Graduates and their work for social change – Whitman Wire

Artwork by Madeleine Stop.

In commemoration of Women’s History Month, Whitman alumni who identify as women bring a message of success after graduation and share their work in different fields, as well as the challenges they face. had to overcome.

Lizbeth Llanes ’21, a double major in Hispanic Studies and Sociology, continued her work with the Whitman community by becoming an admissions officer for Whitman last June. In her work at Whitman, Llanes continued to support programs that improve access to education, especially for students from underrepresented backgrounds, such as the Student Scholarship Program (VSP) and colleges. Changing Lives (CTCL), an organization of which Whitman is a member. of.

“Last year, when I was a senior intern, I started working with VSP. This program is about bringing students to campus to visit, especially students from underrepresented backgrounds,” said Llanes: “It was my project last year, so I knew I wanted to stay in admissions because I wanted to work and increase access to education.”

More recently, Llanes has been working alongside admissions officers across the United States to promote admissions information sessions in Spanish.

“We organize information sessions in Spanish to raise awareness [to] people whose first language is not English, and that way we can connect with the parents and really help them through the university process,” Llanes said.

When asked what advice she would give to women who want to follow their passions, Llanes reiterated the importance of getting out of your comfort zone.

“You really have to push yourself forward and push your comfort zone because I think a lot of opportunities come from pushing yourself and being uncomfortable as long as you’re in a comfortable range,” Llanes said.

Nadyieli González Ortiz ’21 is a Whitman graduate in politics and has always been passionate about working on the ground to promote social justice.

“It’s something close to my heart. It feels like something that impacts subjects close to my heart on a deeper level. Academics can get tough, or the work can even get boring at times, but ends up getting into something that excites me, which is social justice in general,” said González Ortiz.

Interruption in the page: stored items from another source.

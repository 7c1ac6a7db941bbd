//! Generic whole-tree queries.
//!
//! [`Node`] is a borrowed view over every kind of tree node. The two query
//! primitives walk the entire tree depth-first in document order, descending
//! into bodies, guards, local bindings, patterns and parentheses alike:
//!
//! - [`collect_by_kind`] gathers whatever an extractor returns for each node.
//! - [`fold_bool_by_kind`] folds a boolean test with AND or OR; nodes the
//!   test does not apply to contribute the identity of the combinator.

use brrr_req_repr::{
    Alt, Binds, ConDecl, Decl, Decl_, Expr, Expr_, GuardedRhs, Match, Module, Pattern, Pattern_,
    Rhs, Stmt, Stmt_, Type, Type_,
};

/// Borrowed reference to one node of the program tree, tagged by kind.
#[derive(Debug, Clone, Copy)]
pub enum Node<'a> {
    Module(&'a Module),
    Decl(&'a Decl),
    Match(&'a Match),
    Rhs(&'a Rhs),
    GuardedRhs(&'a GuardedRhs),
    Binds(&'a Binds),
    Alt(&'a Alt),
    Stmt(&'a Stmt),
    Expr(&'a Expr),
    Pattern(&'a Pattern),
    ConDecl(&'a ConDecl),
    Type(&'a Type),
}

/// Boolean combinator for [`fold_bool_by_kind`].
#[derive(Debug, Clone, Copy, PartialEq, Eq)]
pub enum Combine {
    /// Logical AND; identity `true`.
    All,
    /// Logical OR; identity `false`.
    Any,
}

impl Combine {
    /// Result contributed by nodes the test does not apply to.
    pub const fn identity(self) -> bool {
        match self {
            Self::All => true,
            Self::Any => false,
        }
    }

    const fn apply(self, acc: bool, value: bool) -> bool {
        match self {
            Self::All => acc && value,
            Self::Any => acc || value,
        }
    }
}

impl<'a> Node<'a> {
    /// Direct children in document order.
    pub fn children(self) -> Vec<Node<'a>> {
        let mut out = Vec::new();
        match self {
            Node::Module(module) => out.extend(module.decls.iter().map(Node::Decl)),
            Node::Decl(decl) => match &decl.value {
                Decl_::FunBind(equations) => out.extend(equations.iter().map(Node::Match)),
                Decl_::PatBind {
                    pattern,
                    rhs,
                    binds,
                } => {
                    out.push(Node::Pattern(pattern));
                    out.push(Node::Rhs(rhs));
                    out.extend(binds.iter().map(Node::Binds));
                }
                Decl_::TypeSig(_, ty) => out.push(Node::Type(ty)),
                Decl_::Data { constructors, .. } => {
                    out.extend(constructors.iter().map(Node::ConDecl));
                }
            },
            Node::Match(equation) => {
                out.extend(equation.params.iter().map(Node::Pattern));
                out.push(Node::Rhs(&equation.rhs));
                out.extend(equation.binds.iter().map(Node::Binds));
            }
            Node::Rhs(rhs) => match rhs {
                Rhs::UnGuarded(body) => out.push(Node::Expr(body)),
                Rhs::Guarded(alts) => out.extend(alts.iter().map(Node::GuardedRhs)),
            },
            Node::GuardedRhs(alt) => {
                out.extend(alt.guards.iter().map(Node::Stmt));
                out.push(Node::Expr(&alt.body));
            }
            Node::Binds(binds) => out.extend(binds.decls.iter().map(Node::Decl)),
            Node::Alt(alt) => {
                out.push(Node::Pattern(&alt.pattern));
                out.push(Node::Rhs(&alt.rhs));
                out.extend(alt.binds.iter().map(Node::Binds));
            }
            Node::Stmt(stmt) => match &stmt.value {
                Stmt_::Generator(pattern, expr) => {
                    out.push(Node::Pattern(pattern));
                    out.push(Node::Expr(expr));
                }
                Stmt_::Qualifier(expr) => out.push(Node::Expr(expr)),
                Stmt_::Let(binds) => out.push(Node::Binds(binds)),
            },
            Node::Expr(expr) => expr_children(expr, &mut out),
            Node::Pattern(pattern) => pattern_children(pattern, &mut out),
            Node::ConDecl(con) => out.extend(con.fields.iter().map(Node::Type)),
            Node::Type(ty) => match &ty.value {
                Type_::Var(_) | Type_::Con(_) => {}
                Type_::Fun(a, b) | Type_::App(a, b) => {
                    out.push(Node::Type(a));
                    out.push(Node::Type(b));
                }
                Type_::List(inner) => out.push(Node::Type(inner)),
                Type_::Tuple(elems) => out.extend(elems.iter().map(Node::Type)),
            },
        }
        out
    }

    /// Pre-order traversal of this node and all of its descendants.
    pub fn walk(self, visit: &mut impl FnMut(Node<'a>)) {
        visit(self);
        for child in self.children() {
            child.walk(visit);
        }
    }
}

fn expr_children<'a>(expr: &'a Expr, out: &mut Vec<Node<'a>>) {
    match &expr.value {
        Expr_::Var(_) | Expr_::Con(_) | Expr_::Lit(_) => {}
        Expr_::App(a, b) | Expr_::LeftSection(a, b) | Expr_::RightSection(a, b) => {
            out.push(Node::Expr(a));
            out.push(Node::Expr(b));
        }
        Expr_::InfixApp(left, op, right) => {
            out.push(Node::Expr(left));
            out.push(Node::Expr(op));
            out.push(Node::Expr(right));
        }
        Expr_::Neg(inner) | Expr_::Paren(inner) => out.push(Node::Expr(inner)),
        Expr_::Lambda(params, body) => {
            out.extend(params.iter().map(Node::Pattern));
            out.push(Node::Expr(body));
        }
        Expr_::Let(binds, body) => {
            out.push(Node::Binds(binds));
            out.push(Node::Expr(body));
        }
        Expr_::If(cond, then, otherwise) => {
            out.push(Node::Expr(cond));
            out.push(Node::Expr(then));
            out.push(Node::Expr(otherwise));
        }
        Expr_::Case(scrutinee, alts) => {
            out.push(Node::Expr(scrutinee));
            out.extend(alts.iter().map(Node::Alt));
        }
        Expr_::Do(stmts) => out.extend(stmts.iter().map(Node::Stmt)),
        Expr_::Tuple(elems) | Expr_::List(elems) => out.extend(elems.iter().map(Node::Expr)),
        Expr_::ListComp(body, stmts) => {
            out.push(Node::Expr(body));
            out.extend(stmts.iter().map(Node::Stmt));
        }
        Expr_::EnumFrom { from, then, to } => {
            out.push(Node::Expr(from));
            out.extend(then.iter().map(|e| Node::Expr(e)));
            out.extend(to.iter().map(|e| Node::Expr(e)));
        }
        Expr_::Annotated(inner, ty) => {
            out.push(Node::Expr(inner));
            out.push(Node::Type(ty));
        }
    }
}

fn pattern_children<'a>(pattern: &'a Pattern, out: &mut Vec<Node<'a>>) {
    match &pattern.value {
        Pattern_::Wild | Pattern_::Var(_) | Pattern_::Lit(_) | Pattern_::NPlusK(_, _) => {}
        Pattern_::Con(_, args) | Pattern_::Tuple(args) | Pattern_::List(args) => {
            out.extend(args.iter().map(Node::Pattern));
        }
        Pattern_::InfixCon(left, _, right) => {
            out.push(Node::Pattern(left));
            out.push(Node::Pattern(right));
        }
        Pattern_::Paren(inner)
        | Pattern_::As(_, inner)
        | Pattern_::Lazy(inner)
        | Pattern_::Bang(inner) => out.push(Node::Pattern(inner)),
    }
}

impl<'a> From<&'a Module> for Node<'a> {
    fn from(module: &'a Module) -> Self {
        Node::Module(module)
    }
}

impl<'a> From<&'a Expr> for Node<'a> {
    fn from(expr: &'a Expr) -> Self {
        Node::Expr(expr)
    }
}

impl<'a> From<&'a Pattern> for Node<'a> {
    fn from(pattern: &'a Pattern) -> Self {
        Node::Pattern(pattern)
    }
}

/// Collect results from every node under (and including) `root`.
///
/// `extract` yields nothing for node kinds it does not care about. Results
/// are concatenated in traversal order.
pub fn collect_by_kind<'a, T, I>(
    root: impl Into<Node<'a>>,
    mut extract: impl FnMut(Node<'a>) -> I,
) -> Vec<T>
where
    I: IntoIterator<Item = T>,
{
    let mut results = Vec::new();
    root.into().walk(&mut |node| results.extend(extract(node)));
    results
}

/// Fold a boolean test over every node under (and including) `root`.
///
/// `test` returns `None` for node kinds it does not apply to; those nodes
/// contribute `combine.identity()` and never change the result.
pub fn fold_bool_by_kind<'a>(
    root: impl Into<Node<'a>>,
    mut test: impl FnMut(Node<'a>) -> Option<bool>,
    combine: Combine,
) -> bool {
    let mut acc = combine.identity();
    root.into().walk(&mut |node| {
        let value = test(node).unwrap_or(combine.identity());
        acc = combine.apply(acc, value);
    });
    acc
}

González Ortiz currently works as a legal assistant for the law firm Michael Jacobson PS in Seattle. Most recently, she conducted research at Michael Jacobson PS advocating for people in crisis and separated families.

“Justifying this to the immigration system requires research and showing them the facts even though sometimes it is, you have to remind them…It’s definitely been a learning process,” González Ortiz said.

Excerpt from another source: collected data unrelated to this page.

//! Error types for requirement loading.
//!
//! Evaluation itself never fails; every problem with a submission is a
//! verdict. Only reading requirement definitions can go wrong.

use std::path::PathBuf;

use thiserror::Error;

/// Errors raised while loading requirement definitions.
#[derive(Error, Debug)]
pub enum ConfigError {
    #[error("I/O error reading {}: {source}", .path.display())]
    Io {
        path: PathBuf,
        source: std::io::Error,
    },

    #[error("invalid requirement file: {0}")]
    Parse(#[from] toml::de::Error),

    #[error("invalid requirement file {}: {source}", .path.display())]
    ParseFile {
        path: PathBuf,
        source: toml::de::Error,
    },

    #[error("invalid requirement '{requirement}': {detail}")]
    Invalid { requirement: String, detail: String },
}

pub type Result<T> = std::result::Result<T, ConfigError>;
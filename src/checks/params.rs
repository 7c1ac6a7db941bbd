//! Parameter-shape and parameter-usage checks.

use brrr_req_repr::{Expr_, Match, Module, Name, Pattern, Pattern_};
use serde::{Deserialize, Serialize};

use super::not_defined;
use crate::definitions::definitions_of;
use crate::query::{collect_by_kind, fold_bool_by_kind, Combine, Node};
use crate::rules::{Check, Diagnostic, RuleKind};

/// No equation of `target` may pattern-match on its parameters.
#[derive(Debug, Clone, PartialEq, Eq, Serialize, Deserialize)]
#[serde(deny_unknown_fields)]
pub struct SimpleParamsRule {
    pub target: String,
}

impl Check for SimpleParamsRule {
    fn kind(&self) -> RuleKind {
        RuleKind::HasSimpleParams
    }

    fn check(&self, module: &Module) -> Vec<Diagnostic> {
        let params: Vec<&Pattern> = collect_by_kind(module, |node| match node {
            Node::Match(equation) if equation.name.is_ident(&self.target) => {
                equation.params.iter().collect()
            }
            _ => Vec::new(),
        });

        if params.is_empty() {
            vec![Diagnostic::new(format!(
                "`{}` is not defined as a function.",
                self.target
            ))]
        } else if params.into_iter().all(is_simple_param) {
            Vec::new()
        } else {
            vec![Diagnostic::new(format!(
                "`{}` has equations with pattern matching.",
                self.target
            ))]
        }
    }
}

/// A lowercase variable, a wildcard, or a tuple or parenthesization of
/// simple parameters.
pub fn is_simple_param(pattern: &Pattern) -> bool {
    match &pattern.value {
        Pattern_::Var(name) => name.text().chars().next().is_some_and(char::is_lowercase),
        Pattern_::Wild => true,
        Pattern_::Tuple(elems) => elems.iter().all(is_simple_param),
        Pattern_::Paren(inner) => is_simple_param(inner),
        Pattern_::Lit(_)
        | Pattern_::NPlusK(_, _)
        | Pattern_::Con(_, _)
        | Pattern_::InfixCon(_, _, _)
        | Pattern_::List(_)
        | Pattern_::As(_, _)
        | Pattern_::Lazy(_)
        | Pattern_::Bang(_) => false,
    }
}

/// Every equation of `target` must reference each variable its parameters bind.
#[derive(Debug, Clone, PartialEq, Eq, Serialize, Deserialize)]
#[serde(deny_unknown_fields)]
pub struct UsesAllParamsRule {
    pub target: String,
}

impl Check for UsesAllParamsRule {
    fn kind(&self) -> RuleKind {
        RuleKind::UsesAllParams
    }

    fn check(&self, module: &Module) -> Vec<Diagnostic> {
        if definitions_of(module, &self.target).is_empty() {
            return vec![not_defined(&self.target)];
        }

        let all_used = fold_bool_by_kind(
            module,
            |node| match node {
                Node::Match(equation) if equation.name.is_ident(&self.target) => {
                    Some(uses_all_params(equation))
                }
                _ => None,
            },
            Combine::All,
        );
        if all_used {
            Vec::new()
        } else {
            vec![Diagnostic::new(format!(
                "`{}` has unused arguments.",
                self.target
            ))]
        }
    }
}

fn uses_all_params(equation: &Match) -> bool {
    bound_params(equation)
        .into_iter()
        .all(|name| is_referenced(equation, name))
}

/// Variables bound by the parameter patterns: plain variables, `n+k`
/// patterns and as-patterns, at any depth.
fn bound_params(equation: &Match) -> Vec<&Name> {
    equation
        .params
        .iter()
        .flat_map(|param| {
            collect_by_kind(param, |node| match node {
                Node::Pattern(pattern) => match &pattern.value {
                    Pattern_::Var(name) | Pattern_::NPlusK(name, _) | Pattern_::As(name, _) => {
                        Some(name)
                    }
                    _ => None,
                },
                _ => None,
            })
        })
        .collect()
}

/// Is `name` referenced anywhere in the equation's body or `where` block?
fn is_referenced(equation: &Match, name: &Name) -> bool {
    let refers = |node: Node<'_>| match node {
        Node::Expr(expr) => match &expr.value {
            Expr_::Var(qname) => Some(qname.module.is_none() && qname.name == *name),
            _ => None,
        },
        _ => None,
    };

    fold_bool_by_kind(Node::Rhs(&equation.rhs), refers, Combine::Any)
        || equation
            .binds
            .as_ref()
            .is_some_and(|binds| fold_bool_by_kind(Node::Binds(binds), refers, Combine::Any))
}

González Ortiz underlined the importance of the representation of women in the field of law and the importance for her of being inspired by the lawyers in her firm.

“You don’t have to get it right the first time, but seeing successful examples is always nice. So keep going until you are that person, or maybe you already are,” González Ortiz said.

Alumna Nancy Delgado ’21 graduated with a major in film and media studies and a minor in sociology at Whitman last year with an interest in “understanding displacement internally and internationally,” Delgado said. .

Currently, Delgado works for the Latino Donor Collaborative (LDC), an organization that conducts research on Latino representation in media. At the same time, Delgado plans to pursue his passions in higher education.

“I’m still considering graduate school to continue studying this passion I have for moving, which really has nothing to do with media, but I still have to find a way to reconcile the two interests,” Delgado said. .

Delgado stressed the importance of creating a sense of one’s own identity.

“I think we are constantly inundated with messages – some subliminal, some direct – about how we should behave, behave or behave in society. I realize that the biggest limitation of being too obsessing with external validation is that we hold ourselves back from shaping our own sense of identity,” Delgado said. “I find it important to surround ourselves with people who can help us gradually learn to be and do unapologetically what makes us happy.”

Whitman alumni are leading the way to continue generating social change after their time at Whitman.